You know something is going on when you walk into a meeting hall and see people showing up early and a TV news truck outside. Right from the beginning, the activism started.
On Nov. 29, I attended the community meeting at St. John’s Church on O Street to discuss the burning controversy having to do with moving 3- and 4-year-olds to the Meyer School, while Hyde-Addison School — which is across the street from the church — undergoes reconstruction and expansion.
Parents in bright red and white T-shirts approached me at the doorway and asked if I wanted a T-shirt. The shirts were emblazoned with the rallying cry, “Don’t Wing the Swing.”
The “swing” refers to the proposed move to Meyer, at 11th and Euclid Streets NW, which was closed more than eight years ago. The school is three miles from Hyde, so the kids could no longer walk or bike to school. Three- and 4-year-olds would have to be bused to the site. Everybody in the room opposed the move except one parent. Georgetown’s Advisory Neighborhood Commission (ANC 2E) formally opposes this policy, as does the Georgetown Citizens Association.
Georgetown resident Peter Mirijanian was quite upset and politically candid and forthright. He said without hesitation, “The mayor has completely disregarded the opinions not only of Hyde parents but of the Georgetown community as a whole.”
Mayor Bowser herself walked in right after the meeting was called to order. Already present, sitting in the front of the room, were At-large Council member David Grasso, Ward 2 Council member Jack Evans and Deputy Mayor for Education Jenny Niles.
Everyone spoke that evening but Deputy Mayor Niles. Supposedly, the decision and policy were made by Niles. But no questions were directed at her and she amazingly did not volunteer a word. I must say — very strange and indeed insulting to those affected.

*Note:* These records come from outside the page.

//! SQLite-backed slot store.
//!
//! # Invariants
//! - One row per slot in `kv_slots`; `set` is an upsert.
//! - The connection must come from `db::open_db*` so the table exists.

use super::{validate_key, KeyValueStore, StoreResult};
use log::debug;
use rusqlite::{params, Connection, OptionalExtension};

/// Slot store over a borrowed, already-migrated connection.
pub struct SqliteStore<'conn> {
    conn: &'conn Connection,
}

impl<'conn> SqliteStore<'conn> {
    pub fn new(conn: &'conn Connection) -> Self {
        Self { conn }
    }
}

impl KeyValueStore for SqliteStore<'_> {
    fn get(&self, key: &str) -> StoreResult<Option<String>> {
        validate_key(key)?;
        let value = self
            .conn
            .query_row(
                "SELECT value FROM kv_slots WHERE key = ?1;",
                [key],
                |row| row.get::<_, String>(0),
            )
            .optional()?;
        Ok(value)
    }

    fn set(&mut self, key: &str, value: &str) -> StoreResult<()> {
        validate_key(key)?;
        self.conn.execute(
            "INSERT INTO kv_slots (key, value) VALUES (?1, ?2)
             ON CONFLICT(key) DO UPDATE SET
                value = excluded.value,
                updated_at = (strftime('%s', 'now') * 1000);",
            params![key, value],
        )?;
        debug!(
            "event=slot_write module=store status=ok key={key} bytes={}",
            value.len()
        );
        Ok(())
    }
}
//! Persistent snapshot codec.
//!
//! # Responsibility
//! - Serialize the full task list into the slot value.
//! - Decode slot values written by this or earlier versions.
//!
//! # Invariants
//! - Encoded output is a JSON array of `{id, text, completed}` records.
//! - Decoded lists hold unique ids and only non-blank text.
//! - `Snapshot::next_id` is greater than every decoded id.

use crate::model::task::{is_blank, Task, TaskId};
use serde::Deserialize;
use std::collections::HashSet;
use std::error::Error;
use std::fmt::{Display, Formatter};

/// Slot name the task list is stored under.
pub const DEFAULT_SLOT_KEY: &str = "tareas";

/// Decoded task list plus the id counter to resume from.
#[derive(Debug, Clone, PartialEq, Eq)]
pub struct Snapshot {
    pub tasks: Vec<Task>,
    pub next_id: TaskId,
    /// Records dropped because their text was blank.
    pub dropped: usize,
    /// Records that received a fresh id (missing, zero or duplicate).
    pub reassigned: usize,
    /// Stored ids were exhausted and every task was renumbered.
    pub renumbered: bool,
}

impl Snapshot {
    pub fn empty() -> Self {
        Self {
            tasks: Vec::new(),
            next_id: TaskId::FIRST,
            dropped: 0,
            reassigned: 0,
            renumbered: false,
        }
    }
}

/// Slot value that is not a task list.
#[derive(Debug)]
pub struct SnapshotError(serde_json::Error);

impl Display for SnapshotError {
    fn fmt(&self, f: &mut Formatter<'_>) -> std::fmt::Result {
        write!(f, "malformed task snapshot: {}", self.0)
    }
}

impl Error for SnapshotError {
    fn source(&self) -> Option<&(dyn Error + 'static)> {
        Some(&self.0)
    }
}

// Older builds wrote `texto`/`completada` and no id.
#[derive(Debug, Deserialize)]
struct SnapshotRecord {
    #[serde(default)]
    id: Option<u64>,
    #[serde(alias = "texto")]
    text: String,
    #[serde(default, alias = "completada")]
    completed: bool,
}

/// Serializes the task list into the slot representation.
pub fn encode(tasks: &[Task]) -> String {
    // Plain string/bool/integer records; serialization is infallible.
    serde_json::to_string(tasks).unwrap_or_else(|_| String::from("[]"))
}

/// Decodes a slot value.
///
/// Stored ids are kept when unique. When the stored ids leave no room for a
/// following id, the whole list is renumbered from `TaskId::FIRST` in order.
///
/// # Errors
/// - `SnapshotError` when the value is not a JSON array of task records.
///   Callers treat this as an empty list.
pub fn decode(raw: &str) -> Result<Snapshot, SnapshotError> {
    let records: Vec<SnapshotRecord> = serde_json::from_str(raw).map_err(SnapshotError)?;

    let total = records.len();
    let records: Vec<SnapshotRecord> = records
        .into_iter()
        .filter(|record| !is_blank(&record.text))
        .collect();

    let mut snapshot = keep_stored_ids(&records).unwrap_or_else(|| renumber(&records));
    snapshot.dropped = total - records.len();
    Ok(snapshot)
}

fn keep_stored_ids(records: &[SnapshotRecord]) -> Option<Snapshot> {
    let max_id = records.iter().filter_map(|r| r.id).max().unwrap_or(0);
    let mut next_id = TaskId::new(max_id).next()?;
    let mut seen = HashSet::with_capacity(records.len());
    let mut snapshot = Snapshot::empty();

    for record in records {
        let id = match record.id {
            Some(value) if value > 0 && seen.insert(value) => TaskId::new(value),
            _ => {
                snapshot.reassigned += 1;
                let id = next_id;
                next_id = next_id.next()?;
                id
            }
        };
        snapshot.tasks.push(record.to_task(id));
    }

    snapshot.next_id = next_id;
    Some(snapshot)
}

fn renumber(records: &[SnapshotRecord]) -> Snapshot {
    let mut snapshot = Snapshot::empty();
    for (record, value) in records.iter().zip(1u64..) {
        snapshot.tasks.push(record.to_task(TaskId::new(value)));
    }
    snapshot.reassigned = records.len();
    snapshot.renumbered = true;
    snapshot.next_id = TaskId::new(records.len() as u64 + 1);
    snapshot
}

impl SnapshotRecord {
    fn to_task(&self, id: TaskId) -> Task {
        Task {
            id,
            text: self.text.clone(),
            completed: self.completed,
        }
    }
}

#[cfg(test)]
mod tests {
    use super::{decode, encode};
    use crate::model::task::{Task, TaskId};

    #[test]
    fn encode_writes_current_field_names() {
        let mut task = Task::new(TaskId::new(3), "water plants").unwrap();
        task.completed = true;

        let raw = encode(&[task]);
        assert_eq!(raw, r#"[{"id":3,"text":"water plants","completed":true}]"#);
    }

    #[test]
    fn decode_accepts_legacy_field_names_and_assigns_ids() {
        let snapshot =
            decode(r#"[{"texto":"Comprar pan","completada":true},{"texto":"Llamar"}]"#).unwrap();

        assert_eq!(snapshot.tasks.len(), 2);
        assert_eq!(snapshot.tasks[0].text, "Comprar pan");
        assert!(snapshot.tasks[0].completed);
        assert!(!snapshot.tasks[1].completed);
        assert_eq!(snapshot.tasks[0].id, TaskId::new(1));
        assert_eq!(snapshot.tasks[1].id, TaskId::new(2));
        assert_eq!(snapshot.next_id, TaskId::new(3));
        assert_eq!(snapshot.reassigned, 2);
    }

    #[test]
    fn decode_reassigns_duplicate_ids_past_the_maximum() {
        let snapshot = decode(
            r#"[{"id":4,"text":"a","completed":false},
                {"id":4,"text":"b","completed":false},
                {"id":0,"text":"c","completed":false}]"#,
        )
        .unwrap();

        let ids: Vec<u64> = snapshot.tasks.iter().map(|t| t.id.get()).collect();
        assert_eq!(ids, vec![4, 5, 6]);
        assert_eq!(snapshot.next_id, TaskId::new(7));
    }

    #[test]
    fn decode_renumbers_when_stored_ids_are_exhausted() {
        let raw = format!(
            r#"[{{"id":{max},"text":"a"}},{{"text":"b"}},{{"id":7,"text":"c"}}]"#,
            max = u64::MAX
        );
        let snapshot = decode(&raw).unwrap();

        let ids: Vec<u64> = snapshot.tasks.iter().map(|t| t.id.get()).collect();
        assert_eq!(ids, vec![1, 2, 3]);
        assert_eq!(snapshot.next_id, TaskId::new(4));
        assert!(snapshot.renumbered);
        let texts: Vec<&str> = snapshot.tasks.iter().map(|t| t.text.as_str()).collect();
        assert_eq!(texts, vec!["a", "b", "c"]);
    }

    #[test]
    fn decode_keeps_ids_when_one_slot_remains() {
        let raw = format!(r#"[{{"id":{},"text":"a"}}]"#, u64::MAX - 1);
        let snapshot = decode(&raw).unwrap();

        assert_eq!(snapshot.tasks[0].id, TaskId::new(u64::MAX - 1));
        assert_eq!(snapshot.next_id, TaskId::new(u64::MAX));
        assert!(!snapshot.renumbered);
    }

    #[test]
    fn decode_drops_blank_records() {
        let snapshot = decode(r#"[{"text":"  ","completed":false},{"text":"x"}]"#).unwrap();
        assert_eq!(snapshot.tasks.len(), 1);
        assert_eq!(snapshot.dropped, 1);
    }

    #[test]
    fn decode_rejects_non_list_values() {
        assert!(decode("null").is_err());
        assert!(decode("{\"text\":\"x\"}").is_err());
        assert!(decode("[{\"completed\":true}]").is_err());
        assert!(decode("not json").is_err());
    }
}
//! Domain model for the task list.
//!
//! # Responsibility
//! - Define the data structures used by the task list service.
//!
//! # Invariants
//! - Every task is identified by a stable `TaskId`, not by its position.
//! - Deletion removes tasks outright; there are no tombstones.

pub mod task;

Another Georgetown resident, Marshall Schoenthal, commented from the audience that he had called Niles 15 times but never had received a call back. I went up to Niles and asked her why she had not called Schoenthal back and she responded with the all too familiar D.C. government response: “I never got the message.”
Unbelievable. Truly unbelievable.
Back to Bowser. She opened up by saying, “Always great to be in Georgetown.” This comment was met with stone dead silence. At one point, sensing the mood of the crowd, she stopped her presentation and said out loud, “Maybe I should take questions.” Then, a second later, she inquired, “Or should I finish?”
She did finish, but in no way persuaded the crowd of the administration’s policy of moving the students to Meyer during the renovation. Evans gave a little history lesson concerning public schools in the ward. He lamented the fact that, of all eight wards, Ward 2 is the only ward not to have a high school.
Grosso is chair of the Education Committee on the Council. He spoke briefly. His presentation was lame. His entire persona signaled: “Don’t blame me” or “I don’t want to be involved.”
As the evening wore on, the crowd became much more vocal. One parent yelled out with great conviction, “We are left without a public school.” Another pronounced loudly, “You need to listen to us.”
Most of those who attended seemed to want a delay in the renovations and more suitable site picked, such as Hardy Middle School on 35th Street or even the University of the District of Columbia. When I asked “What’s next?” of the mayor after the meeting, she said she would listen to Evans and then make a final decision.